| Exercise directions |
Would you reproduce the entries exactly, including every line?

| Records to process |
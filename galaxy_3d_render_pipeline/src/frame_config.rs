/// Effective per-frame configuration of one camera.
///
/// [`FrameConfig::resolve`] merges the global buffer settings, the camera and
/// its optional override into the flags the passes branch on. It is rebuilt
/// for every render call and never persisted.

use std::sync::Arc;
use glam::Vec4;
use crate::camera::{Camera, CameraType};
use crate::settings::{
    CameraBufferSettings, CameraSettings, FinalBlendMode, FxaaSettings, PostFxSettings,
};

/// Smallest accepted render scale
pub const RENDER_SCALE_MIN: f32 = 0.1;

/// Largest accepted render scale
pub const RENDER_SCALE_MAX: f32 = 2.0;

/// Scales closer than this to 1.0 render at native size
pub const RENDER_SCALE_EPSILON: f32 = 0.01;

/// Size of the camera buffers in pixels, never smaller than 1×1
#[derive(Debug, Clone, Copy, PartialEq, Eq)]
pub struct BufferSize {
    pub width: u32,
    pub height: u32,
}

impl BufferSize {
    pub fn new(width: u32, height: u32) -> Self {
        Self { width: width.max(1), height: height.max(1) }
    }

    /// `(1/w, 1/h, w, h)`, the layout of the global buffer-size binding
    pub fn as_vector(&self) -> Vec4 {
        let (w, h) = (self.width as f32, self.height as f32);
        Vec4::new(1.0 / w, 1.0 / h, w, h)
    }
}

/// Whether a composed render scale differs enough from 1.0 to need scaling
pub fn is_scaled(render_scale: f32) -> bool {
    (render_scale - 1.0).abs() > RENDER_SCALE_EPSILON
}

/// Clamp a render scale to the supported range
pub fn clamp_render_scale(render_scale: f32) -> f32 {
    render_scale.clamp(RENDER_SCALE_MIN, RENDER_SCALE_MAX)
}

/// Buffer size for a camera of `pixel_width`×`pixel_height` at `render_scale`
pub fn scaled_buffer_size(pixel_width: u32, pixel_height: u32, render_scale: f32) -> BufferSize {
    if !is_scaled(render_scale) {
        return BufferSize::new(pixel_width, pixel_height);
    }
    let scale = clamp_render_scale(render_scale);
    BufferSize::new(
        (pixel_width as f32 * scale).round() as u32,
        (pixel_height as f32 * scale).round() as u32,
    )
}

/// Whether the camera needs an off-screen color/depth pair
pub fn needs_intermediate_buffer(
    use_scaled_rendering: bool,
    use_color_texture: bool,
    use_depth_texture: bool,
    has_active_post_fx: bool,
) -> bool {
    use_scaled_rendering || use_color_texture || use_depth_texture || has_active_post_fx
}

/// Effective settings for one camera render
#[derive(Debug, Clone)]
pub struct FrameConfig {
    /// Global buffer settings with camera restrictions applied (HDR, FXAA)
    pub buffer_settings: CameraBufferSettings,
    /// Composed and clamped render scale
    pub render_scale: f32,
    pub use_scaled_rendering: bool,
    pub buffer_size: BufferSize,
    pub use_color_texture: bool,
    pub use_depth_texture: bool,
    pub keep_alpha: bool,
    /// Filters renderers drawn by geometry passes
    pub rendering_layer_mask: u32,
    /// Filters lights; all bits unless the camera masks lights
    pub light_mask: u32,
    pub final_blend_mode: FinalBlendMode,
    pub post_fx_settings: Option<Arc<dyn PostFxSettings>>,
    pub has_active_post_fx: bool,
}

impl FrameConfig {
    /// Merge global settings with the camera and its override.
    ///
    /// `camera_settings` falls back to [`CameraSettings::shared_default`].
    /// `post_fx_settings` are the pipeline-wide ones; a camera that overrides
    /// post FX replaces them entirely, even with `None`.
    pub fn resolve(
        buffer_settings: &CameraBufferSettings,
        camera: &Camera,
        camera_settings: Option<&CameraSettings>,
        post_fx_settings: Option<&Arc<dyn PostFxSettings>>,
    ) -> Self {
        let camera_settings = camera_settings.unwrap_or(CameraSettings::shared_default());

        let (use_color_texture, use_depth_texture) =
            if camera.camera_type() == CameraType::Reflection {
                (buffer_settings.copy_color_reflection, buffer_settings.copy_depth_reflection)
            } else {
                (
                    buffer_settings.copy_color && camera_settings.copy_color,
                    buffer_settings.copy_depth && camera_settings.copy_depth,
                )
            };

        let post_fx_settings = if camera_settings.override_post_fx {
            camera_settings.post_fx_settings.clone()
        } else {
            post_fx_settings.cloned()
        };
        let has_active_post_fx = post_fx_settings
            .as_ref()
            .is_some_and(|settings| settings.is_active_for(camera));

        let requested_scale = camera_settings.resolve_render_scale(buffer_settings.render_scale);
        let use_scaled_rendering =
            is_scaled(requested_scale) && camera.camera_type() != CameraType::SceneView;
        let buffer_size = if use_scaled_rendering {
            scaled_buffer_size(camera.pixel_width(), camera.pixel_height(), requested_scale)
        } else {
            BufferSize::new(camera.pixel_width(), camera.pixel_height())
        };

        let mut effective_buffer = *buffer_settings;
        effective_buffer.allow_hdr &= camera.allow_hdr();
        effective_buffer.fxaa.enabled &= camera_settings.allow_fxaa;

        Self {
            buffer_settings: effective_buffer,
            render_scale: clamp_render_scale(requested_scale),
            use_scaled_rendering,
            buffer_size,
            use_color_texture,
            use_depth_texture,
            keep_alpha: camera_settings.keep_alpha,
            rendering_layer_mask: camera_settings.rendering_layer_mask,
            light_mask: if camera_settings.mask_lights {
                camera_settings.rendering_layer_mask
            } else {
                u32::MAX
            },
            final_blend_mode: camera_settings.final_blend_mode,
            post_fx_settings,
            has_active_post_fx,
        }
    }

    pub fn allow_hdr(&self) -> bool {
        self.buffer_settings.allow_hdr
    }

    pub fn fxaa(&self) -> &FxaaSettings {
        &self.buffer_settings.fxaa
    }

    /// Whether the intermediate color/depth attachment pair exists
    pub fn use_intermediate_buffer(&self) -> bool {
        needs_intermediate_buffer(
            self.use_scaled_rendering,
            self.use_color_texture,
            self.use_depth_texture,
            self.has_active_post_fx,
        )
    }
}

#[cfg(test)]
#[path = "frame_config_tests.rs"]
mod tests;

| Response to the task |
filename galaxy_3d_render_pipeline/src/frame_config.rs
/// Effective per-frame configuration of one camera.
///
/// [`FrameConfig::resolve`] merges the global buffer settings, the camera and
/// its optional override into the flags the passes branch on. It is rebuilt
/// for every render call and never persisted.

use std::sync::Arc;
use glam::Vec4;
use crate::camera::{Camera, CameraType};
use crate::settings::{
    CameraBufferSettings, CameraSettings, FinalBlendMode, FxaaSettings, PostFxSettings,
};

/// Smallest accepted render scale
pub const RENDER_SCALE_MIN: f32 = 0.1;

/// Largest accepted render scale
pub const RENDER_SCALE_MAX: f32 = 2.0;

/// Scales closer than this to 1.0 render at native size
pub const RENDER_SCALE_EPSILON: f32 = 0.01;

/// Size of the camera buffers in pixels, never smaller than 1×1
#[derive(Debug, Clone, Copy, PartialEq, Eq)]
pub struct BufferSize {
    pub width: u32,
    pub height: u32,
}

impl BufferSize {
    pub fn new(width: u32, height: u32) -> Self {
        Self { width: width.max(1), height: height.max(1) }
    }

    /// `(1/w, 1/h, w, h)`, the layout of the global buffer-size binding
    pub fn as_vector(&self) -> Vec4 {
        let (w, h) = (self.width as f32, self.height as f32);
        Vec4::new(1.0 / w, 1.0 / h, w, h)
    }
}

/// Whether a composed render scale differs enough from 1.0 to need scaling
pub fn is_scaled(render_scale: f32) -> bool {
    (render_scale - 1.0).abs() > RENDER_SCALE_EPSILON
}

/// Clamp a render scale to the supported range
pub fn clamp_render_scale(render_scale: f32) -> f32 {
    render_scale.clamp(RENDER_SCALE_MIN, RENDER_SCALE_MAX)
}

/// Buffer size for a camera of `pixel_width`×`pixel_height` at `render_scale`
pub fn scaled_buffer_size(pixel_width: u32, pixel_height: u32, render_scale: f32) -> BufferSize {
    if !is_scaled(render_scale) {
        return BufferSize::new(pixel_width, pixel_height);
    }
    let scale = clamp_render_scale(render_scale);
    BufferSize::new(
        (pixel_width as f32 * scale).round() as u32,
        (pixel_height as f32 * scale).round() as u32,
    )
}

/// Whether the camera needs an off-screen color/depth pair
pub fn needs_intermediate_buffer(
    use_scaled_rendering: bool,
    use_color_texture: bool,
    use_depth_texture: bool,
    has_active_post_fx: bool,
) -> bool {
    use_scaled_rendering || use_color_texture || use_depth_texture || has_active_post_fx
}

/// Effective settings for one camera render
#[derive(Debug, Clone)]
pub struct FrameConfig {
    /// Global buffer settings with camera restrictions applied (HDR, FXAA)
    pub buffer_settings: CameraBufferSettings,
    /// Composed and clamped render scale
    pub render_scale: f32,
    pub use_scaled_rendering: bool,
    pub buffer_size: BufferSize,
    pub use_color_texture: bool,
    pub use_depth_texture: bool,
    pub keep_alpha: bool,
    /// Filters renderers drawn by geometry passes
    pub rendering_layer_mask: u32,
    /// Filters lights; all bits unless the camera masks lights
    pub light_mask: u32,
    pub final_blend_mode: FinalBlendMode,
    pub post_fx_settings: Option<Arc<dyn PostFxSettings>>,
    pub has_active_post_fx: bool,
}

impl FrameConfig {
    /// Merge global settings with the camera and its override.
    ///
    /// `camera_settings` falls back to [`CameraSettings::shared_default`].
    /// `post_fx_settings` are the pipeline-wide ones; a camera that overrides
    /// post FX replaces them entirely, even with `None`.
    pub fn resolve(
        buffer_settings: &CameraBufferSettings,
        camera: &Camera,
        camera_settings: Option<&CameraSettings>,
        post_fx_settings: Option<&Arc<dyn PostFxSettings>>,
    ) -> Self {
        let camera_settings = camera_settings.unwrap_or(CameraSettings::shared_default());

        let (use_color_texture, use_depth_texture) =
            if camera.camera_type() == CameraType::Reflection {
                (buffer_settings.copy_color_reflection, buffer_settings.copy_depth_reflection)
            } else {
                (
                    buffer_settings.copy_color && camera_settings.copy_color,
                    buffer_settings.copy_depth && camera_settings.copy_depth,
                )
            };

        let post_fx_settings = if camera_settings.override_post_fx {
            camera_settings.post_fx_settings.clone()
        } else {
            post_fx_settings.cloned()
        };
        let has_active_post_fx = post_fx_settings
            .as_ref()
            .is_some_and(|settings| settings.is_active_for(camera));

        let requested_scale = camera_settings.resolve_render_scale(buffer_settings.render_scale);
        let use_scaled_rendering =
            is_scaled(requested_scale) && camera.camera_type() != CameraType::SceneView;
        let buffer_size = if use_scaled_rendering {
            scaled_buffer_size(camera.pixel_width(), camera.pixel_height(), requested_scale)
        } else {
            BufferSize::new(camera.pixel_width(), camera.pixel_height())
        };

        let mut effective_buffer = *buffer_settings;
        effective_buffer.allow_hdr &= camera.allow_hdr();
        effective_buffer.fxaa.enabled &= camera_settings.allow_fxaa;

        Self {
            buffer_settings: effective_buffer,
            render_scale: clamp_render_scale(requested_scale),
            use_scaled_rendering,
            buffer_size,
            use_color_texture,
            use_depth_texture,
            keep_alpha: camera_settings.keep_alpha,
            rendering_layer_mask: camera_settings.rendering_layer_mask,
            light_mask: if camera_settings.mask_lights {
                camera_settings.rendering_layer_mask
            } else {
                u32::MAX
            },
            final_blend_mode: camera_settings.final_blend_mode,
            post_fx_settings,
            has_active_post_fx,
        }
    }

    pub fn allow_hdr(&self) -> bool {
        self.buffer_settings.allow_hdr
    }

    pub fn fxaa(&self) -> &FxaaSettings {
        &self.buffer_settings.fxaa
    }

    /// Whether the intermediate color/depth attachment pair exists
    pub fn use_intermediate_buffer(&self) -> bool {
        needs_intermediate_buffer(
            self.use_scaled_rendering,
            self.use_color_texture,
            self.use_depth_texture,
            self.has_active_post_fx,
        )
    }
}

#[cfg(test)]
#[path = "frame_config_tests.rs"]
mod tests;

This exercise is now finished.